→ **Given data**
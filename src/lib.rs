//! Browse, preview, install and apply Plymouth boot-splash themes.

pub mod animation;
pub mod catalog;
pub mod dispatcher;
pub mod frames;
pub mod session;
pub mod settings;
pub mod tasks;
pub mod theme_list;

→ **Description of the task**
Repeat the whole listing, keeping every word exact.

→ **Task answer**
filename src/lib.rs
//! Browse, preview, install and apply Plymouth boot-splash themes.

pub mod animation;
pub mod catalog;
pub mod dispatcher;
pub mod frames;
pub mod session;
pub mod settings;
pub mod tasks;
pub mod theme_list;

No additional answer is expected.